Juniper Hill, Oxfordshire

Also known as Lark Rise

Flora Thompson’s autobiographical account of life in the 1880s in the hamlet of Juniper Hill, Oxfordshire, entitled Lark Rise, gives a description of the cottage services of the Primitive Methodists who met for worship in a cottage in the hamlet. Throughout the book she simply calls the people Methodists, but it is the use of “the ranters” on one occasion that identifies them as Primitives. The book was first published by Oxford University Press in 1939; my copy is the 1993 Puffin Classics one where on pages 205-9 the long description of the cottage services is found. I love these words from it:

There was something fine about their discourses, as they raised their voices in rustic eloquence and testified to the cleansing power of ‘the Blood’, forgetting themselves and their own imperfections of speech in their ardour.

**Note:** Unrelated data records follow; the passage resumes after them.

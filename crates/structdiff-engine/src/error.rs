//! Error types for the diff engine.

use std::fmt;

use structdiff_types::ValueKind;

/// Which input of a diff an error refers to.
#[derive(Clone, Copy, Debug, PartialEq, Eq)]
pub enum Side {
    Left,
    Right,
}

impl fmt::Display for Side {
    fn fmt(&self, f: &mut fmt::Formatter<'_>) -> fmt::Result {
        match self {
            Self::Left => f.write_str("left"),
            Self::Right => f.write_str("right"),
        }
    }
}

/// Errors that can occur during diff operations.
#[derive(Debug, thiserror::Error)]
pub enum DiffError {
    /// A root input was not a mapping. Raised before any traversal.
    #[error("{side} input must be a mapping, got {actual}")]
    InvalidInputKind { side: Side, actual: ValueKind },

    /// A JSON document could not be parsed.
    #[error("serialization error: {0}")]
    Serialization(String),
}

/// Convenience alias for diff results.
pub type DiffResult<T> = Result<T, DiffError>;
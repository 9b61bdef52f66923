//! Canonical serialization.
//!
//! The canonical form of a value has every mapping's keys in sorted order and
//! every number in the single representation chosen by [`canonical_number`].
//! Nothing else is normalized.

use serde_json::{Map, Number, Value};

/// Largest integer magnitude an `f64` represents exactly (2^53 - 1).
const MAX_SAFE_INTEGER: f64 = 9_007_199_254_740_991.0;

/// Rebuild `value` in canonical form.
pub fn canonicalize(value: &Value) -> Value {
    match value {
        Value::Object(map) => {
            let mut entries: Vec<(&String, &Value)> = map.iter().collect();
            entries.sort_by(|a, b| a.0.cmp(b.0));

            let mut out = Map::with_capacity(entries.len());
            for (key, child) in entries {
                out.insert(key.clone(), canonicalize(child));
            }
            Value::Object(out)
        }
        Value::Array(items) => Value::Array(items.iter().map(canonicalize).collect()),
        Value::Number(n) => Value::Number(canonical_number(n)),
        other => other.clone(),
    }
}

/// Compact JSON text of the canonical form of `value`.
pub fn canonical_string(value: &Value) -> String {
    canonicalize(value).to_string()
}

/// Normalize a number to one representation per numeric value.
///
/// Integral values inside the safe range become integers (`1.0` and `-0.0`
/// become `1` and `0`); everything else becomes its `f64` form, so a `u64`
/// past 2^53 and the float it rounds to are the same number.
pub fn canonical_number(n: &Number) -> Number {
    let Some(f) = n.as_f64() else {
        return n.clone();
    };
    if f.fract() == 0.0 && f.abs() <= MAX_SAFE_INTEGER {
        Number::from(f as i64)
    } else {
        Number::from_f64(f).unwrap_or_else(|| n.clone())
    }
}

/// Numeric equality under the canonical normalization.
pub fn numbers_equal(a: &Number, b: &Number) -> bool {
    canonical_number(a) == canonical_number(b)
}
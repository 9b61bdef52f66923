//! The recursive structural differ.
//!
//! Traversal is depth-first. A single [`DiffPath`] serves as the path stack
//! and a single record vector as the accumulator; every descent pushes one
//! segment and pops it before returning.

use std::collections::HashSet;

use serde_json::{Map, Value};
use structdiff_canon::{numbers_equal, Fingerprint};
use structdiff_types::{ChangeRecord, DiffPath, PathSegment, ValueKind};
use tracing::{debug, trace};

use crate::change_set::ChangeSet;
use crate::error::{DiffError, DiffResult, Side};
use crate::options::DiffOptions;

/// Compares two mappings and reports where they diverge.
#[derive(Clone, Copy, Debug, Default, PartialEq, Eq)]
pub struct StructuralDiffer {
    options: DiffOptions,
}

impl StructuralDiffer {
    pub fn new(options: DiffOptions) -> Self {
        Self { options }
    }

    pub fn options(&self) -> &DiffOptions {
        &self.options
    }

    /// Diff two root values.
    ///
    /// Both roots must be mappings; otherwise the call fails with
    /// [`DiffError::InvalidInputKind`] before anything is compared. The left
    /// side is checked first.
    pub fn diff(&self, left: &Value, right: &Value) -> DiffResult<ChangeSet> {
        let left = root_mapping(left, Side::Left)?;
        let right = root_mapping(right, Side::Right)?;
        Ok(self.diff_maps(left, right))
    }

    /// Diff two mappings directly.
    pub fn diff_maps(&self, left: &Map<String, Value>, right: &Map<String, Value>) -> ChangeSet {
        debug!(
            exact = self.options.exact,
            left_keys = left.len(),
            right_keys = right.len(),
            "structural diff started"
        );

        let mut walk = Walk {
            options: self.options,
            path: DiffPath::root(),
            changes: Vec::new(),
        };
        walk.mappings(left, right);

        debug!(changes = walk.changes.len(), "structural diff complete");
        ChangeSet::from(walk.changes)
    }
}

/// Diff two root mappings, comparing sequences by position when `exact` is
/// set and as sets otherwise.
pub fn diff(left: &Value, right: &Value, exact: bool) -> DiffResult<ChangeSet> {
    StructuralDiffer::new(DiffOptions::from(exact)).diff(left, right)
}

/// Parse two JSON documents and diff them.
pub fn diff_json_str(left: &str, right: &str, exact: bool) -> DiffResult<ChangeSet> {
    let left: Value =
        serde_json::from_str(left).map_err(|e| DiffError::Serialization(e.to_string()))?;
    let right: Value =
        serde_json::from_str(right).map_err(|e| DiffError::Serialization(e.to_string()))?;
    diff(&left, &right, exact)
}

fn root_mapping(value: &Value, side: Side) -> DiffResult<&Map<String, Value>> {
    match value {
        Value::Object(map) => Ok(map),
        other => {
            let actual = ValueKind::of(Some(other));
            debug!(%side, %actual, "rejected non-mapping diff input");
            Err(DiffError::InvalidInputKind { side, actual })
        }
    }
}

/// Per-call traversal state: current path and accumulated records.
struct Walk {
    options: DiffOptions,
    path: DiffPath,
    changes: Vec<ChangeRecord>,
}

impl Walk {
    fn emit(&mut self, before: Option<&Value>, after: Option<&Value>) {
        self.changes
            .push(ChangeRecord::new(self.path.clone(), before, after));
    }

    fn descend(&mut self, segment: PathSegment, a: Option<&Value>, b: Option<&Value>) {
        self.path.push(segment);
        self.values(a, b);
        self.path.pop();
    }

    fn values(&mut self, a: Option<&Value>, b: Option<&Value>) {
        if ValueKind::of(a) != ValueKind::of(b) {
            self.emit(a, b);
            return;
        }

        match (a, b) {
            (Some(Value::Array(x)), Some(Value::Array(y))) => self.sequences(x, y),
            (Some(Value::Object(x)), Some(Value::Object(y))) => self.mappings(x, y),
            (Some(x), Some(y)) => {
                if !primitives_equal(x, y) {
                    self.emit(a, b);
                }
            }
            // Same kind, so both sides are absent.
            _ => {}
        }
    }

    fn mappings(&mut self, a: &Map<String, Value>, b: &Map<String, Value>) {
        for (key, av) in a {
            self.descend(PathSegment::from(key.as_str()), Some(av), b.get(key));
        }
        for (key, bv) in b.iter().filter(|(key, _)| !a.contains_key(*key)) {
            self.descend(PathSegment::from(key.as_str()), None, Some(bv));
        }
    }

    fn sequences(&mut self, a: &[Value], b: &[Value]) {
        if self.options.exact {
            for (i, av) in a.iter().enumerate() {
                self.descend(PathSegment::Index(i), Some(av), b.get(i));
            }
            if self.options.compare_trailing_elements {
                for (i, bv) in b.iter().enumerate().skip(a.len()) {
                    self.descend(PathSegment::Index(i), None, Some(bv));
                }
            }
            return;
        }

        let before = ElementSet::build(a);
        let after = ElementSet::build(b);
        let removed = before.difference(&after);
        let added = after.difference(&before);
        trace!(
            path = %self.path,
            left_distinct = before.len(),
            right_distinct = after.len(),
            removed = removed.len(),
            added = added.len(),
            "set-mode sequence compared"
        );

        for element in removed {
            self.emit(Some(element), None);
        }
        for element in added {
            self.emit(None, Some(element));
        }
    }
}

fn primitives_equal(a: &Value, b: &Value) -> bool {
    match (a, b) {
        (Value::Number(x), Value::Number(y)) => numbers_equal(x, y),
        _ => a == b,
    }
}

/// Structurally distinct elements of a sequence, in first-occurrence order.
/// Each fingerprint keeps the first element that produced it.
struct ElementSet<'v> {
    entries: Vec<(Fingerprint, &'v Value)>,
    seen: HashSet<Fingerprint>,
}

impl<'v> ElementSet<'v> {
    fn build(items: &'v [Value]) -> Self {
        let mut set = Self {
            entries: Vec::new(),
            seen: HashSet::new(),
        };
        for item in items {
            let fp = Fingerprint::of(item);
            if set.seen.insert(fp) {
                set.entries.push((fp, item));
            }
        }
        set
    }

    fn len(&self) -> usize {
        self.entries.len()
    }

    /// Elements of `self` whose fingerprint is absent from `other`.
    fn difference(&self, other: &ElementSet<'_>) -> Vec<&'v Value> {
        self.entries
            .iter()
            .filter(|(fp, _)| !other.seen.contains(fp))
            .map(|(_, value)| *value)
            .collect()
    }
}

This to me is real Methodism, and the religion I have carried in my heart for over half a century. I quote that passage, as part of the contrast between some of today’s Methodism and the faith and fervour of an earlier generation, in the book I am writing on the survival of Primitive Methodism from 1920 to the present day – for my first two books The great River and Change and Decay look at the movement only up till 1868 and till the end of World War 1 respectively. 

“O Lord, I have heard the report of thee, and thy work, O Lord, do I fear. In the midst of the years renew it; in the midst of the years, make it known” – Habakkuk 3:2.